Given data>
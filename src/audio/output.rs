use std::sync::Arc;
use std::time::Instant;

use super::decode::SampleBuffer;

#[derive(Debug, Clone, Copy, PartialEq, Eq)]
pub enum OutputState {
    Running,
    /// Output clock is frozen until resumed (e.g. device not started yet).
    Suspended,
}

/// Loop region inside a clip, in seconds from the clip start.
#[derive(Debug, Clone, Copy, PartialEq)]
pub struct LoopWindow {
    pub start: f64,
    pub end: f64,
}

/// One scheduled playback of a clip on the output clock.
#[derive(Debug, Clone)]
pub struct Voice {
    pub cue: String,
    pub buffer: Arc<SampleBuffer>,
    pub start_at: f64,
    pub stop_at: Option<f64>,
    pub loop_window: Option<LoopWindow>,
}

impl Voice {
    pub fn one_shot(cue: impl Into<String>, buffer: Arc<SampleBuffer>, start_at: f64) -> Self {
        Self {
            cue: cue.into(),
            buffer,
            start_at,
            stop_at: None,
            loop_window: None,
        }
    }

    /// Sample of this voice at output time `t`; `None` once the voice is done.
    pub fn sample_at(&self, t: f64) -> Option<f32> {
        if self.stop_at.is_some_and(|stop| t >= stop) {
            return None;
        }
        if t < self.start_at {
            return Some(0.0);
        }
        let mut pos = t - self.start_at;
        match self.loop_window {
            Some(w) => {
                let end = w.end.min(self.buffer.duration_secs());
                let span = end - w.start;
                if span > 0.0 && pos >= end {
                    pos = w.start + (pos - w.start) % span;
                }
            }
            None => {
                if pos >= self.buffer.duration_secs() {
                    return None;
                }
            }
        }
        Some(self.buffer.read_interpolated(pos * self.buffer.sample_rate as f64))
    }

    pub fn is_finished_at(&self, t: f64) -> bool {
        if self.stop_at.is_some_and(|stop| t >= stop) {
            return true;
        }
        self.loop_window.is_none() && t - self.start_at >= self.buffer.duration_secs()
    }
}

/// A sink that plays voices against one monotonic output clock.
pub trait AudioOutput {
    fn state(&self) -> OutputState;
    fn resume(&mut self);
    /// Output clock in seconds.
    fn current_time(&self) -> f64;
    fn schedule(&mut self, voice: Voice);
}

impl<O: AudioOutput + ?Sized> AudioOutput for Box<O> {
    fn state(&self) -> OutputState {
        (**self).state()
    }

    fn resume(&mut self) {
        (**self).resume()
    }

    fn current_time(&self) -> f64 {
        (**self).current_time()
    }

    fn schedule(&mut self, voice: Voice) {
        (**self).schedule(voice)
    }
}

/// Clock-only output for builds without a sound device. Voices are dropped.
#[derive(Debug, Clone, Copy)]
pub struct SilentOutput {
    origin: Instant,
}

impl SilentOutput {
    pub fn new() -> Self {
        Self {
            origin: Instant::now(),
        }
    }
}

impl Default for SilentOutput {
    fn default() -> Self {
        Self::new()
    }
}

impl AudioOutput for SilentOutput {
    fn state(&self) -> OutputState {
        OutputState::Running
    }

    fn resume(&mut self) {}

    fn current_time(&self) -> f64 {
        self.origin.elapsed().as_secs_f64()
    }

    fn schedule(&mut self, voice: Voice) {
        tracing::trace!(cue = %voice.cue, at = voice.start_at, "silent output dropped voice");
    }
}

Work item>
Show every line of the records above that contains the word "Copy".

Written solution>
#[derive(Debug, Clone, Copy, PartialEq, Eq)]
#[derive(Debug, Clone, Copy, PartialEq)]
#[derive(Debug, Clone, Copy)]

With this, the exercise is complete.